▸ **Work required**
Repeat word for word every line of the data below, from the first through the line containing "wrap answers in", and stop there.

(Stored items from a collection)
========

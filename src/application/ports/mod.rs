mod generative_client;
mod speech_model;

pub use generative_client::{GenerationOptions, GenerativeClient, GenerativeClientError};
pub use speech_model::{SpeechModel, TranscriptionError};
//! Cleanup of free-text model replies: models like to wrap answers in
//! quotes or echo part of the instruction back before the payload.

/// Removes one pair of surrounding double quotes, and only when both the
/// leading and the trailing quote are present. A lone quote on either end
/// is left untouched.
pub fn strip_wrapping_quotes(text: &str) -> &str {
    if text.len() >= 2 && text.starts_with('"') && text.ends_with('"') {
        &text[1..text.len() - 1]
    } else {
        text
    }
}

/// Removes an echoed instruction prefix from the start of a translation
/// reply. Matching is case-insensitive, only at the start of the string,
/// and at most the first matching prefix is removed, together with any
/// colon/whitespace immediately following it.
pub fn strip_reply_prefix(text: &str, target_language_name: &str) -> String {
    let named_prefix = format!("{}:", target_language_name);
    let prefixes = [
        "Translation:",
        "Translation in",
        named_prefix.as_str(),
        "Here is the translation:",
        "The translation is:",
    ];

    for prefix in prefixes {
        let Some(head) = text.get(..prefix.len()) else {
            continue;
        };
        if head.eq_ignore_ascii_case(prefix) {
            return text[prefix.len()..]
                .trim_start()
                .trim_start_matches(':')
                .trim()
                .to_string();
        }
    }

    text.to_string()
}
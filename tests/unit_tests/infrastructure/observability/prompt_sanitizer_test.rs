use tolkera::infrastructure::observability::sanitize_prompt;

#[test]
fn given_empty_text_when_sanitizing_then_returns_empty_marker() {
    assert_eq!(sanitize_prompt(""), "[EMPTY]");
    assert_eq!(sanitize_prompt("   "), "[EMPTY]");
}

#[test]
fn given_short_text_when_sanitizing_then_returns_unchanged() {
    let text = "What is the weather today?";
    assert_eq!(sanitize_prompt(text), text);
}

#[test]
fn given_long_text_when_sanitizing_then_truncates_with_length() {
    let text = "a".repeat(150);
    let result = sanitize_prompt(&text);
    assert!(result.contains("... (150 chars total)"));
    assert!(result.starts_with(&"a".repeat(100)));
}

#[test]
fn given_long_multibyte_text_when_sanitizing_then_truncates_on_char_boundary() {
    let text = "ä".repeat(120);
    let result = sanitize_prompt(&text);
    assert!(result.contains("chars total)"));
    assert!(result.starts_with("ä"));
}

#[test]
fn given_bearer_token_when_sanitizing_then_redacts_token() {
    let text = "Authorization: Bearer sk-abc123xyz";
    let result = sanitize_prompt(text);
    assert!(result.contains("Bearer [REDACTED]"));
    assert!(!result.contains("sk-abc123xyz"));
}

#[test]
fn given_api_key_when_sanitizing_then_redacts_key() {
    let text = "Send request with api_key=secret123";
    let result = sanitize_prompt(text);
    assert!(result.contains("api_key=[REDACTED]"));
    assert!(!result.contains("secret123"));
}

#[test]
fn given_whitespace_padded_text_when_sanitizing_then_trims() {
    assert_eq!(sanitize_prompt("  Hello world  "), "Hello world");
}
mod language_test;
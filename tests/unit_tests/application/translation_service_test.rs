use std::sync::Arc;

use tolkera::application::services::TranslationService;
use tolkera::domain::SUPPORTED_LANGUAGES;
use tolkera::infrastructure::llm::MockGenerativeClient;

#[tokio::test]
async fn given_unavailable_service_when_translating_then_every_target_returns_text_unchanged() {
    let service = TranslationService::new(
        Arc::new(MockGenerativeClient::returning("should never be used")),
        false,
    );

    for (code, _) in SUPPORTED_LANGUAGES {
        assert_eq!(
            service.translate("hello world", code, "auto").await,
            "hello world",
            "identity fallback violated for target {}",
            code
        );
    }
}

#[tokio::test]
async fn given_failing_call_when_translating_then_returns_text_unchanged() {
    let service = TranslationService::new(Arc::new(MockGenerativeClient::failing()), true);

    assert_eq!(service.translate("hello", "es", "auto").await, "hello");
}

#[tokio::test]
async fn given_clean_reply_when_translating_then_returns_it_trimmed() {
    let service = TranslationService::new(
        Arc::new(MockGenerativeClient::returning("  Hola mundo  ")),
        true,
    );

    assert_eq!(
        service.translate("hello world", "es", "auto").await,
        "Hola mundo"
    );
}

#[tokio::test]
async fn given_quoted_reply_with_echoed_prefix_when_translating_then_cleans_both() {
    let service = TranslationService::new(
        Arc::new(MockGenerativeClient::returning("\"Spanish: Hola mundo\"")),
        true,
    );

    assert_eq!(
        service.translate("hello world", "es", "auto").await,
        "Hola mundo"
    );
}

#[tokio::test]
async fn given_reply_with_translation_prefix_when_translating_then_strips_it() {
    let service = TranslationService::new(
        Arc::new(MockGenerativeClient::returning("Translation: Hola mundo")),
        true,
    );

    assert_eq!(
        service.translate("hello world", "es", "auto").await,
        "Hola mundo"
    );
}

#[tokio::test]
async fn given_unmapped_target_code_when_translating_then_still_returns_reply() {
    // The service itself does not validate codes; the handler does. An
    // unmapped code only changes the prompt wording.
    let service =
        TranslationService::new(Arc::new(MockGenerativeClient::returning("Bonghjornu")), true);

    assert_eq!(service.translate("hello", "co", "auto").await, "Bonghjornu");
}
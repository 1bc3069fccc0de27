use crate::keys::receipt_key;
use crate::traits::{Storage, StorageError, StorageResult, StoredReceipt};
use async_trait::async_trait;
use remit_core::StorageBackend;
use std::path::{Path, PathBuf};
use tokio::fs;
use tokio::io::AsyncWriteExt;

/// Local filesystem storage implementation
#[derive(Clone)]
pub struct LocalStorage {
    base_path: PathBuf,
    base_url: String,
    folder: String,
}

impl LocalStorage {
    /// Create a new LocalStorage instance
    ///
    /// # Arguments
    /// * `base_path` - Root directory for receipt storage (e.g., "/var/lib/remit/receipts")
    /// * `base_url` - Base URL for serving files (e.g., "http://localhost:4000/receipts")
    /// * `folder` - Folder/prefix receipts are stored under
    pub async fn new(
        base_path: impl Into<PathBuf>,
        base_url: String,
        folder: String,
    ) -> StorageResult<Self> {
        let base_path = base_path.into();

        fs::create_dir_all(&base_path).await.map_err(|e| {
            StorageError::ConfigError(format!(
                "Failed to create storage directory {}: {}",
                base_path.display(),
                e
            ))
        })?;

        Ok(LocalStorage {
            base_path,
            base_url,
            folder,
        })
    }

    /// Convert a storage key to a filesystem path with traversal validation.
    fn key_to_path(&self, storage_key: &str) -> StorageResult<PathBuf> {
        if storage_key.contains("..") || storage_key.starts_with('/') {
            return Err(StorageError::InvalidKey(
                "Storage key contains invalid characters".to_string(),
            ));
        }
        Ok(self.base_path.join(storage_key))
    }

    /// Generate public URL for a stored receipt
    fn generate_url(&self, key: &str) -> String {
        format!("{}/{}", self.base_url.trim_end_matches('/'), key)
    }

    /// Ensure parent directory exists
    async fn ensure_parent_dir(&self, path: &Path) -> StorageResult<()> {
        if let Some(parent) = path.parent() {
            fs::create_dir_all(parent).await?;
        }
        Ok(())
    }
}

#[async_trait]
impl Storage for LocalStorage {
    async fn upload(
        &self,
        filename: &str,
        _content_type: &str,
        data: Vec<u8>,
    ) -> StorageResult<StoredReceipt> {
        let key = receipt_key(&self.folder, filename)?;
        let path = self.key_to_path(&key)?;
        let size = data.len();

        self.ensure_parent_dir(&path).await?;

        let start = std::time::Instant::now();

        let mut file = fs::File::create(&path).await.map_err(|e| {
            StorageError::UploadFailed(format!("Failed to create file {}: {}", path.display(), e))
        })?;

        file.write_all(&data).await.map_err(|e| {
            StorageError::UploadFailed(format!("Failed to write file {}: {}", path.display(), e))
        })?;

        file.sync_all().await.map_err(|e| {
            StorageError::UploadFailed(format!("Failed to sync file {}: {}", path.display(), e))
        })?;

        let url = self.generate_url(&key);

        tracing::info!(
            path = %path.display(),
            key = %key,
            size_bytes = size,
            duration_ms = start.elapsed().as_secs_f64() * 1000.0,
            "Local storage upload successful"
        );

        Ok(StoredReceipt { key, url })
    }

    fn backend_type(&self) -> StorageBackend {
        StorageBackend::Local
    }
}
//! Remit Storage Library
//!
//! Receipt archive abstraction and implementations: the `Storage` trait plus
//! S3-compatible and local-filesystem backends.
//!
//! # Storage key format
//!
//! Keys live under the configured receipts folder: `{folder}/{filename}`.
//! Keys must not contain `..` or a leading `/`. Key generation is
//! centralized in the `keys` module so both backends stay consistent.

pub mod factory;
pub(crate) mod keys;
#[cfg(feature = "storage-local")]
pub mod local;
#[cfg(feature = "storage-s3")]
pub mod s3;
pub mod traits;

// Re-export commonly used types
pub use factory::create_storage;
#[cfg(feature = "storage-local")]
pub use local::LocalStorage;
pub use remit_core::StorageBackend;
#[cfg(feature = "storage-s3")]
pub use s3::S3Storage;
pub use traits::{Storage, StorageError, StorageResult, StoredReceipt};
//! Application state.
//!
//! One submission flow means one small state object: the configuration plus
//! the three external-service handles behind their trait seams, so tests can
//! substitute in-memory fakes.

use std::sync::Arc;

use remit_core::validation::ReceiptPolicy;
use remit_core::Config;
use remit_sheets::Spreadsheet;
use remit_storage::Storage;

use crate::services::email::Mailer;

#[derive(Clone)]
pub struct AppState {
    pub config: Config,
    pub spreadsheet: Arc<dyn Spreadsheet>,
    pub storage: Arc<dyn Storage>,
    pub mailer: Arc<dyn Mailer>,
    pub receipts: ReceiptPolicy,
    pub is_production: bool,
}

impl AppState {
    pub fn new(
        config: Config,
        spreadsheet: Arc<dyn Spreadsheet>,
        storage: Arc<dyn Storage>,
        mailer: Arc<dyn Mailer>,
    ) -> Self {
        let receipts = ReceiptPolicy {
            max_size_bytes: config.max_receipt_size_bytes,
            allowed_content_types: config.receipt_allowed_content_types.clone(),
        };
        let is_production = config.is_production();
        AppState {
            config,
            spreadsheet,
            storage,
            mailer,
            receipts,
            is_production,
        }
    }
}

fn _assert_app_state_send_sync() {
    fn assert_send<T: Send>() {}
    fn assert_sync<T: Sync>() {}
    assert_send::<AppState>();
    assert_sync::<AppState>();
}
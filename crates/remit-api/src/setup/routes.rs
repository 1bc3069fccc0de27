//! Router construction and middleware layering.

use std::sync::Arc;

use axum::{
    extract::DefaultBodyLimit,
    http::HeaderValue,
    routing::{get, post},
    Router,
};
use tower_http::{
    cors::{AllowOrigin, Any, CorsLayer},
    limit::RequestBodyLimitLayer,
    trace::TraceLayer,
};
use utoipa::OpenApi;
use utoipa_rapidoc::RapiDoc;

use crate::api_doc::ApiDoc;
use crate::handlers;
use crate::state::AppState;

pub fn build_router(state: Arc<AppState>) -> Router {
    let cors = cors_layer(&state.config.cors_origins);
    let body_limit = state.config.max_request_body_bytes();

    Router::new()
        .route("/", get(handlers::form::form_page))
        .route("/health", get(handlers::health::health))
        .route("/api/v0/submissions", post(handlers::submit::submit_expense))
        .merge(RapiDoc::with_openapi("/api-docs/openapi.json", ApiDoc::openapi()).path("/rapidoc"))
        // Applied as separate layers (innermost first) so the response body is
        // re-boxed between them; bundling in one ServiceBuilder would place Cors
        // directly outside RequestBodyLimit, and CorsLayer requires the inner
        // body to implement Default. Request flow: Trace -> Cors -> RequestBodyLimit -> Route.
        .layer(RequestBodyLimitLayer::new(body_limit))
        .layer(cors)
        .layer(TraceLayer::new_for_http())
        // Axum's default 2 MB body cap would reject multi-receipt uploads.
        .layer(DefaultBodyLimit::max(body_limit))
        .with_state(state)
}

fn cors_layer(origins: &[String]) -> CorsLayer {
    if origins.iter().any(|o| o == "*") {
        CorsLayer::new()
            .allow_origin(Any)
            .allow_methods(Any)
            .allow_headers(Any)
    } else {
        let origins: Vec<HeaderValue> = origins.iter().filter_map(|o| o.parse().ok()).collect();
        CorsLayer::new()
            .allow_origin(AllowOrigin::list(origins))
            .allow_methods(Any)
            .allow_headers(Any)
    }
}
//! Test harness: an axum TestServer wired to in-memory fakes for the
//! spreadsheet, storage, and mail-relay seams.

use std::sync::{Arc, Mutex};

use async_trait::async_trait;
use axum_test::multipart::{MultipartForm, Part};
use axum_test::TestServer;

use remit_api::services::email::{Mailer, OutgoingEmail};
use remit_api::setup::routes::build_router;
use remit_api::state::AppState;
use remit_core::models::SubmissionRow;
use remit_core::{AppError, Config, SheetsBackend, StorageBackend};
use remit_sheets::{SheetsError, SheetsResult, Spreadsheet};
use remit_storage::{Storage, StorageError, StorageResult, StoredReceipt};

/// Spreadsheet fake: records appended rows, optionally refuses to open.
#[derive(Default)]
pub struct RecordingSpreadsheet {
    pub rows: Mutex<Vec<SubmissionRow>>,
    pub fail_open: bool,
}

#[async_trait]
impl Spreadsheet for RecordingSpreadsheet {
    async fn open(&self) -> SheetsResult<()> {
        if self.fail_open {
            return Err(SheetsError::Unavailable("spreadsheet offline".to_string()));
        }
        Ok(())
    }

    async fn append_row(&self, row: &SubmissionRow) -> SheetsResult<()> {
        self.rows.lock().unwrap().push(row.clone());
        Ok(())
    }

    fn backend_type(&self) -> SheetsBackend {
        SheetsBackend::Csv
    }
}

/// Storage fake: records uploads, optionally fails destination filenames
/// containing a marker.
#[derive(Default)]
pub struct RecordingStorage {
    pub uploads: Mutex<Vec<StoredReceipt>>,
    pub fail_on: Option<String>,
}

#[async_trait]
impl Storage for RecordingStorage {
    async fn upload(
        &self,
        filename: &str,
        _content_type: &str,
        _data: Vec<u8>,
    ) -> StorageResult<StoredReceipt> {
        if let Some(marker) = &self.fail_on {
            if filename.contains(marker.as_str()) {
                return Err(StorageError::UploadFailed("connection reset".to_string()));
            }
        }
        let stored = StoredReceipt {
            key: format!("receipts/{}", filename),
            url: format!("https://files.test/receipts/{}", filename),
        };
        self.uploads.lock().unwrap().push(stored.clone());
        Ok(stored)
    }

    fn backend_type(&self) -> StorageBackend {
        StorageBackend::Local
    }
}

/// Mailer fake: records outgoing messages.
#[derive(Default)]
pub struct RecordingMailer {
    pub sent: Mutex<Vec<OutgoingEmail>>,
}

#[async_trait]
impl Mailer for RecordingMailer {
    async fn send(&self, email: OutgoingEmail) -> Result<(), AppError> {
        self.sent.lock().unwrap().push(email);
        Ok(())
    }
}

pub struct TestApp {
    pub server: TestServer,
    pub spreadsheet: Arc<RecordingSpreadsheet>,
    pub storage: Arc<RecordingStorage>,
    pub mailer: Arc<RecordingMailer>,
}

pub fn test_config() -> Config {
    Config {
        server_port: 0,
        environment: "development".to_string(),
        cors_origins: vec!["*".to_string()],
        sheets_backend: SheetsBackend::Csv,
        sheets_endpoint: "https://sheets.test".to_string(),
        sheets_spreadsheet_id: None,
        sheets_api_token: None,
        sheets_tab_name: "Submissions".to_string(),
        sheets_csv_path: Some("/tmp/remit-test/submissions.csv".to_string()),
        storage_backend: StorageBackend::Local,
        s3_bucket: None,
        s3_region: None,
        s3_endpoint: None,
        local_storage_path: Some("/tmp/remit-test/receipts".to_string()),
        local_storage_base_url: Some("https://files.test".to_string()),
        receipts_folder: "receipts".to_string(),
        max_receipt_size_bytes: 10 * 1024 * 1024,
        receipt_allowed_content_types: vec![
            "image/jpeg".to_string(),
            "image/png".to_string(),
            "image/gif".to_string(),
            "application/pdf".to_string(),
        ],
        smtp_host: Some("smtp.test".to_string()),
        smtp_port: 587,
        smtp_user: Some("mailer".to_string()),
        smtp_password: Some("secret".to_string()),
        smtp_from: Some("expense-reports@example.org".to_string()),
        smtp_tls: true,
        confirmation_cc: Some("expense-reports@example.org".to_string()),
    }
}

/// Setup a test application with default (always succeeding) fakes.
pub fn setup_test_app() -> TestApp {
    setup_test_app_with(RecordingStorage::default(), RecordingSpreadsheet::default())
}

/// Setup a test application with specific fake behavior.
pub fn setup_test_app_with(
    storage: RecordingStorage,
    spreadsheet: RecordingSpreadsheet,
) -> TestApp {
    let spreadsheet = Arc::new(spreadsheet);
    let storage = Arc::new(storage);
    let mailer = Arc::new(RecordingMailer::default());

    let state = Arc::new(AppState::new(
        test_config(),
        spreadsheet.clone(),
        storage.clone(),
        mailer.clone(),
    ));
    let server = TestServer::new(build_router(state)).expect("test server");

    TestApp {
        server,
        spreadsheet,
        storage,
        mailer,
    }
}

const PNG_BYTES: &[u8] = &[0x89, 0x50, 0x4E, 0x47, 0x0D, 0x0A, 0x1A, 0x0A, 0x00];

fn receipt_part() -> Part {
    Part::bytes(PNG_BYTES.to_vec())
        .file_name("receipt.png")
        .mime_type("image/png")
}

/// A complete, valid form with the given reimbursement-method fields.
pub fn form_with_method(fields: &[(&str, &str)]) -> MultipartForm {
    let mut form = MultipartForm::new()
        .add_text("name", "Ada Lovelace")
        .add_text("email", "ada@example.org")
        .add_text("item_description", "Wood glue for the workshop")
        .add_text("item_price", "12.50")
        .add_text("purchase_date", "2024-03-01")
        .add_part("receipts", receipt_part());
    for (name, value) in fields {
        form = form.add_text(name.to_string(), value.to_string());
    }
    form
}

pub fn paypal_form() -> MultipartForm {
    form_with_method(&[
        ("reimbursement_method", "paypal"),
        ("paypal_email", "ada.pay@example.org"),
    ])
}

pub fn direct_deposit_form() -> MultipartForm {
    form_with_method(&[
        ("reimbursement_method", "direct_deposit"),
        ("routing_number", "021000021"),
        ("account_number", "000123456789"),
    ])
}
//! Remit API
//!
//! The HTTP service: one form page, one submit action, one health probe.
//! The submission pipeline validates the posted form, uploads receipts to
//! storage, appends a spreadsheet row, and sends a confirmation email.

pub mod api_doc;
pub mod error;
pub mod handlers;
pub mod multipart;
pub mod services;
pub mod setup;
pub mod state;
pub mod telemetry;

========

▸ **Result of this exercise**
filename src/application/ports/mod.rs
mod generative_client;
mod speech_model;

pub use generative_client::{GenerationOptions, GenerativeClient, GenerativeClientError};
pub use speech_model::{SpeechModel, TranscriptionError};
//! Cleanup of free-text model replies: models like to wrap answers in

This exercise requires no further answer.